Si me preguntan qué candidatura prefiero para Brasil, no sabría qué responder. ¿Qué ofrecen Bolsonaro y Lula?
El primero se ha especializado en la provocación mediante brutalidades retóricas que poco y nada dicen acerca del contenido de los asuntos a debatirse, y cuya sinceridad es más que cuestionable. Lo mismo sus principios tan proclamados, se supone cristianos y patriotas. Lo segundo puede ser; lo primero, carece, en sus expresiones manifiestas, precisamente de espíritu cristiano o de reverencia por lo sagrado. Dicho esto, tampoco se podría decir que a Brasil le ha ido especialmente mal, y sus falencias no son muy diferentes a las que existían cuando Bolsonaro asumió la presidencia. La caída económica se debió en lo fundamental a la pandemia, como en todas partes. Se citan los 687 mil muertos por covid; medido en relación con la cantidad de habitantes, no fue muy diferente a lo ocurrido en Chile, país que ha sido considerado un ejemplo de buen manejo del azote. Otra cosa fue que Bolsonaro se burlara de la enfermedad y dijera todo tipo de pachotadas al respecto, como si la quisiera ignorar. Eso sí, es indudable que creó un polo de sentimientos políticos que puede ser tan fuerte como el de Lula.

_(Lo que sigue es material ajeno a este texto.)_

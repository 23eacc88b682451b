//! Reflection: projects the post-parse AST into a language-agnostic
//! description of bindings, struct layouts, and entry points (spec §4.10).
//!
//! Grounded on the teacher's `object.rs` (`Object`, `DictPairs`): a
//! host-facing projection type kept deliberately separate from the
//! internal representation it's built from, so a caller never has to link
//! against the AST/symbol-table types to read a reflection result.

use ahash::AHashMap;
use indexmap::IndexMap;
use serde::Serialize;

use crate::ast::{Decl, Module};
use crate::intern::Interner;
use crate::scope::{Ref, SymbolTable};
use crate::types::{round_up, StructId, StructRegistry, Type};
use crate::validator::{EntryPointInfo, ShaderStage, ValidationResult};

/// One resolved struct field, recursively describing a nested struct type.
#[derive(Debug, Clone, Serialize)]
pub struct FieldReflection {
    pub name: String,
    pub ty: String,
    pub offset: u32,
    pub size: u32,
    pub alignment: u32,
    #[serde(skip_serializing_if = "Option::is_none")]
    pub struct_layout: Option<Box<StructLayoutReflection>>,
}

/// A resolved struct's size, alignment, and field list (spec §4.10).
#[derive(Debug, Clone, Serialize)]
pub struct StructLayoutReflection {
    pub size: u32,
    pub alignment: u32,
    pub fields: Vec<FieldReflection>,
}

/// Describes a (possibly nested) array binding: element count, stride, and
/// total size, plus a recursive `array` field for `array<array<T, N>, M>`.
///
/// `depth` is the total remaining nesting depth measured from this level
/// down (1 for a plain `array<T, N>`, 2 for `array<array<T, N>, M>` at the
/// outer level and 1 at the inner one) — the spec's scenario only exercises
/// depth 1, so this is a documented interpretation rather than a literal
/// requirement (see DESIGN.md).
#[derive(Debug, Clone, Serialize)]
pub struct ArrayDescriptor {
    pub depth: u32,
    pub element_count: Option<u64>,
    pub element_stride: u32,
    pub total_size: Option<u32>,
    pub element_type_original: String,
    pub element_type_renamed: String,
    #[serde(skip_serializing_if = "Option::is_none")]
    pub element_layout: Option<StructLayoutReflection>,
    #[serde(skip_serializing_if = "Option::is_none")]
    pub array: Option<Box<ArrayDescriptor>>,
}

/// One `@group`/`@binding` module-scope var (spec §4.10; includes
/// uniform/storage buffers as well as handle-space textures and samplers).
#[derive(Debug, Clone, Serialize)]
pub struct BindingReflection {
    pub group: u32,
    pub binding: u32,
    pub original_name: String,
    pub renamed_name: String,
    pub address_space: String,
    pub access_mode: String,
    pub original_type: String,
    pub renamed_type: String,
    #[serde(skip_serializing_if = "Option::is_none")]
    pub struct_layout: Option<StructLayoutReflection>,
    #[serde(skip_serializing_if = "Option::is_none")]
    pub array: Option<ArrayDescriptor>,
}

/// One `@vertex`/`@fragment`/`@compute` function.
#[derive(Debug, Clone, Serialize)]
pub struct EntryPointReflection {
    pub name: String,
    pub stage: &'static str,
    #[serde(skip_serializing_if = "Option::is_none")]
    pub workgroup_size: Option<[u32; 3]>,
}

/// Full reflection result for one compilation unit.
#[derive(Debug, Clone, Serialize, Default)]
pub struct ReflectResult {
    pub bindings: Vec<BindingReflection>,
    pub structs: IndexMap<String, StructLayoutReflection>,
    pub entry_points: Vec<EntryPointReflection>,
}

/// Builds a [`ReflectResult`] from the post-parse AST and the validator's
/// output. `renamed` should be `true` only when `rename::run` has already
/// assigned `Symbol::renamed` — callers of `reflect()` (no minification)
/// pass `false`, `minify_and_reflect()` passes `true` after renaming.
#[must_use]
pub fn reflect(module: &Module, symbols: &SymbolTable, interner: &Interner, validation: &ValidationResult, renamed: bool) -> ReflectResult {
    let struct_refs: AHashMap<StructId, Ref> = validation.struct_ids.iter().map(|(&r, &id)| (id, r)).collect();

    let mut structs = IndexMap::new();
    for decl in &module.decls {
        if let Decl::Struct { symbol, .. } = decl {
            if let Some(&id) = validation.struct_ids.get(symbol) {
                let original = interner.resolve(symbols.symbol(*symbol).original_name).to_string();
                structs.insert(original, build_struct_layout(id, &validation.structs, interner, &struct_refs, symbols));
            }
        }
    }

    let bindings = validation
        .bindings
        .iter()
        .map(|b| {
            let sym = symbols.symbol(b.symbol);
            let original_name = interner.resolve(sym.original_name).to_string();
            let renamed_name = if renamed { sym.renamed.map_or_else(|| original_name.clone(), |id| interner.resolve(id).to_string()) } else { original_name.clone() };
            let original_type = type_to_string(&b.ty, interner, &validation.structs, &struct_refs, symbols, false);
            let renamed_type = type_to_string(&b.ty, interner, &validation.structs, &struct_refs, symbols, renamed);
            let (struct_layout, array) = match &b.ty {
                Type::Struct(id) => (Some(build_struct_layout(*id, &validation.structs, interner, &struct_refs, symbols)), None),
                Type::Array { elem, count } => (None, Some(build_array_descriptor(elem, *count, &validation.structs, interner, &struct_refs, symbols))),
                _ => (None, None),
            };
            BindingReflection {
                group: b.group,
                binding: b.binding,
                original_name,
                renamed_name,
                address_space: b.space.name().to_string(),
                access_mode: b.access.name().to_string(),
                original_type,
                renamed_type,
                struct_layout,
                array,
            }
        })
        .collect();

    let entry_points = validation.entry_points.iter().map(|info| build_entry_point(info, symbols, interner)).collect();

    ReflectResult { bindings, structs, entry_points }
}

fn build_entry_point(info: &EntryPointInfo, symbols: &SymbolTable, interner: &Interner) -> EntryPointReflection {
    let name = interner.resolve(symbols.symbol(info.symbol).original_name).to_string();
    let stage = match info.stage {
        ShaderStage::Vertex => "vertex",
        ShaderStage::Fragment => "fragment",
        ShaderStage::Compute => "compute",
    };
    EntryPointReflection { name, stage, workgroup_size: info.workgroup_size }
}

fn build_struct_layout(id: StructId, structs: &StructRegistry, interner: &Interner, struct_refs: &AHashMap<StructId, Ref>, symbols: &SymbolTable) -> StructLayoutReflection {
    let layout = structs.get(id);
    let fields = layout
        .fields
        .iter()
        .map(|field| {
            let struct_layout = if let Type::Struct(nested) = &field.ty { Some(Box::new(build_struct_layout(*nested, structs, interner, struct_refs, symbols))) } else { None };
            FieldReflection {
                name: interner.resolve(field.name).to_string(),
                ty: type_to_string(&field.ty, interner, structs, struct_refs, symbols, false),
                offset: field.offset,
                size: field.ty.size(structs).unwrap_or(0),
                alignment: field.ty.alignment(structs),
                struct_layout,
            }
        })
        .collect();
    StructLayoutReflection { size: layout.size, alignment: layout.alignment, fields }
}

fn build_array_descriptor(elem: &Type, count: Option<u64>, structs: &StructRegistry, interner: &Interner, struct_refs: &AHashMap<StructId, Ref>, symbols: &SymbolTable) -> ArrayDescriptor {
    let elem_size = elem.size(structs).unwrap_or(0);
    let elem_align = elem.alignment(structs);
    let element_stride = round_up(elem_size, elem_align);
    let total_size = count.map(|c| element_stride * u32::try_from(c).unwrap_or(u32::MAX));

    let element_layout = if let Type::Struct(id) = elem { Some(build_struct_layout(*id, structs, interner, struct_refs, symbols)) } else { None };
    let array = if let Type::Array { elem: inner_elem, count: inner_count } = elem {
        Some(Box::new(build_array_descriptor(inner_elem, *inner_count, structs, interner, struct_refs, symbols)))
    } else {
        None
    };

    ArrayDescriptor {
        depth: array_nesting_depth(elem) + 1,
        element_count: count,
        element_stride,
        total_size,
        element_type_original: type_to_string(elem, interner, structs, struct_refs, symbols, false),
        element_type_renamed: type_to_string(elem, interner, structs, struct_refs, symbols, true),
        element_layout,
        array,
    }
}

fn array_nesting_depth(ty: &Type) -> u32 {
    match ty {
        Type::Array { elem, .. } => 1 + array_nesting_depth(elem),
        _ => 0,
    }
}

/// Renders a resolved [`Type`] back to WGSL surface syntax, substituting a
/// struct's renamed name when `renamed` is set and the renamer assigned one.
/// Separate from `Type`'s own `Display` impl, which has no symbol table to
/// consult and so can only print a struct as an opaque `struct#N` (spec
/// §4.10 needs the real declared or renamed spelling in both bindings and
/// nested array/struct descriptors).
fn type_to_string(ty: &Type, interner: &Interner, structs: &StructRegistry, struct_refs: &AHashMap<StructId, Ref>, symbols: &SymbolTable, renamed: bool) -> String {
    match ty {
        Type::Scalar(s) => s.name().to_string(),
        Type::Vector { size, elem } => format!("vec{size}<{}>", elem.name()),
        Type::Matrix { cols, rows, elem } => format!("mat{cols}x{rows}<{}>", elem.name()),
        Type::Array { elem, count: Some(n) } => format!("array<{}, {n}>", type_to_string(elem, interner, structs, struct_refs, symbols, renamed)),
        Type::Array { elem, count: None } => format!("array<{}>", type_to_string(elem, interner, structs, struct_refs, symbols, renamed)),
        Type::Pointer { space, elem, access } => format!("ptr<{}, {}, {}>", space.name(), type_to_string(elem, interner, structs, struct_refs, symbols, renamed), access.name()),
        Type::Atomic(elem) => format!("atomic<{}>", type_to_string(elem, interner, structs, struct_refs, symbols, renamed)),
        Type::Sampler { comparison: false } => "sampler".to_string(),
        Type::Sampler { comparison: true } => "sampler_comparison".to_string(),
        Type::Texture { kind, dim, sampled, format, .. } => {
            let name = crate::printer::texture_type_name(*kind, *dim);
            if let Some(sampled) = sampled {
                format!("{name}<{}>", type_to_string(sampled, interner, structs, struct_refs, symbols, renamed))
            } else if let Some(format) = format {
                format!("{name}<{}>", crate::printer::texel_format_name(*format))
            } else {
                name.to_string()
            }
        }
        Type::Struct(id) => {
            if renamed {
                if let Some(name) = struct_refs.get(id).and_then(|r| symbols.symbol(*r).renamed) {
                    return interner.resolve(name).to_string();
                }
            }
            interner.resolve(structs.get(*id).name).to_string()
        }
        Type::Void => "void".to_string(),
        Type::Unknown => "<unknown>".to_string(),
    }
}

#[cfg(test)]
mod tests {
    use super::*;
    use crate::error::DiagnosticSink;
    use crate::span::LineIndex;
    use crate::{dce, rename, validator};

    fn run_pipeline(source: &str) -> (Module, SymbolTable, Interner, ValidationResult) {
        let mut unit = crate::parser::parse(source);
        let line_index = LineIndex::new(source);
        let mut diagnostics = DiagnosticSink::new();
        let validation = validator::validate(&unit.module, &mut unit.symbols, &unit.interner, &mut diagnostics, &line_index);
        assert!(!diagnostics.has_errors(), "unexpected diagnostics: {:?}", diagnostics.as_slice());
        dce::run(&unit.module, &mut unit.symbols);
        (unit.module, unit.symbols, unit.interner, validation)
    }

    #[test]
    fn uniform_struct_binding_reports_group_binding_and_layout() {
        let source = "struct U { t: f32 }\n@group(0) @binding(0) var<uniform> uniforms: U;\n@fragment fn main() -> @location(0) vec4f { return vec4f(uniforms.t); }";
        let (module, symbols, interner, validation) = run_pipeline(source);
        let result = reflect(&module, &symbols, &interner, &validation, false);
        let binding = &result.bindings[0];
        assert_eq!(binding.group, 0);
        assert_eq!(binding.binding, 0);
        assert_eq!(binding.original_name, "uniforms");
        assert_eq!(binding.address_space, "uniform");
        assert_eq!(binding.original_type, "U");
        let layout = binding.struct_layout.as_ref().expect("struct layout");
        assert_eq!(layout.size, 4);
        assert_eq!(layout.alignment, 4);
        assert_eq!(layout.fields[0].name, "t");
        assert_eq!(layout.fields[0].offset, 0);
    }

    #[test]
    fn storage_array_binding_reports_array_descriptor() {
        let source = "struct P { pos: vec3f, vel: f32 }\n@group(0) @binding(0) var<storage, read_write> data: array<P, 10000>;\n@compute @workgroup_size(64) fn main() {}";
        let (module, symbols, interner, validation) = run_pipeline(source);
        let result = reflect(&module, &symbols, &interner, &validation, false);
        let binding = &result.bindings[0];
        let array = binding.array.as_ref().expect("array descriptor");
        assert_eq!(array.depth, 1);
        assert_eq!(array.element_count, Some(10_000));
        assert_eq!(array.element_stride, 16);
        assert_eq!(array.total_size, Some(160_000));
        assert_eq!(array.element_type_original, "P");
        let layout = array.element_layout.as_ref().expect("element layout");
        assert_eq!(layout.size, 16);
        assert_eq!(layout.alignment, 16);
        assert_eq!(layout.fields[0].offset, 0);
        assert_eq!(layout.fields[1].offset, 12);
    }

    #[test]
    fn entry_points_report_stage_and_workgroup_size() {
        let source = "@compute @workgroup_size(8, 8) fn main() {}";
        let (module, symbols, interner, validation) = run_pipeline(source);
        let result = reflect(&module, &symbols, &interner, &validation, false);
        assert_eq!(result.entry_points.len(), 1);
        assert_eq!(result.entry_points[0].stage, "compute");
        assert_eq!(result.entry_points[0].workgroup_size, Some([8, 8, 1]));
    }

    #[test]
    fn renamed_mode_reports_renamed_struct_type() {
        let source = "struct U { t: f32 }\n@group(0) @binding(0) var<uniform> uniforms: U;\n@fragment fn main() -> @location(0) vec4f { return vec4f(uniforms.t); }";
        let (module, mut symbols, mut interner, validation) = run_pipeline(source);
        rename::run(&module, &mut symbols, &mut interner, &rename::RenameOptions::default());
        let result = reflect(&module, &symbols, &interner, &validation, true);
        let binding = &result.bindings[0];
        assert_ne!(binding.renamed_type, "U");
        assert_eq!(binding.original_type, "U");
        assert_eq!(binding.renamed_name, "uniforms");
    }
}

En política exterior nada pudo extraer de la rica experiencia de Itamaraty para confrontar a la ola populista y radical en América Latina. Remedó lo peor de EE.UU. (Trump) en actitudes de menoscabo de la dignidad del Estado, con decisiones a troche y moche, sin mayor estrategia, como su insólito coqueteo con Putin.
¿Y Lula? Su gran mérito es que desde los 1970 hasta arribar al gobierno, en 2003, transitó de ser un típico líder populista y “antiimperialista” a ser un presidente responsable de una democracia que había alcanzado una alta marca con Fernando Henrique Cardoso, teniendo Brasil los problemas que conocemos, mientras crecía lo que ahora observamos, una creciente y peligrosa polarización. Gozó además del llamado superciclo de las materias primas, que no debería ser gran problema si se fuera razonable en actuar, como por doquier hacían los campesinos de otro tiempo, cuando las buenas cosechas pagaban también por los años de malas cosechas. Esto cuesta en América Latina. Sin ser Lula brillante en su gestión, en lo interno legitimó a una izquierda de tipo socialdemócrata. Ahora escogió como candidato a vicepresidente a su rival de derecha (2006) Geraldo Alckmin, lo que da cierta garantía. Claro, a su gobierno le rodeó la sospecha de la corrupción, de lo que fue acusado el mismo Lula. Me cuesta creerlo, por el enredo del tríplex. Ojalá haya sido solo un descuido.
En política exterior brillaba el oropel sin mayor sustancia. Repartió corrupción por América Latina. A los escándalos internos de Petrobras, le siguió un contubernio entre el gobierno y Odebrecht, un enorme conglomerado privado que repartía favores ilegítimos por el continente. Peor, dejó la iniciativa de política exterior latinoamericana en manos de Chávez y Maduro —a pesar de que Lula no era de esa orientación— mientras intentaba lucirse a lo largo del globo con gestos de gran potencia, al final vacíos, como el de BRICS, un supuesto polo de economías emergentes (Brasil, Rusia, India, China, Sudáfrica), nada concreto, solo declaraciones altisonantes, como un acuerdo nuclear con Irán el 2010, que iba a ser garantizado por Brasil, Rusia y Turquía. El resto de los involucrados lo ignoró y no tenía mayor base. No es un antecedente para ser optimista en el caso probable de su triunfo.
El dilema electoral es desalentador para Brasil y América Latina. Nos deja un sabor a frustración tantas veces paladeado en nuestra historia republicana.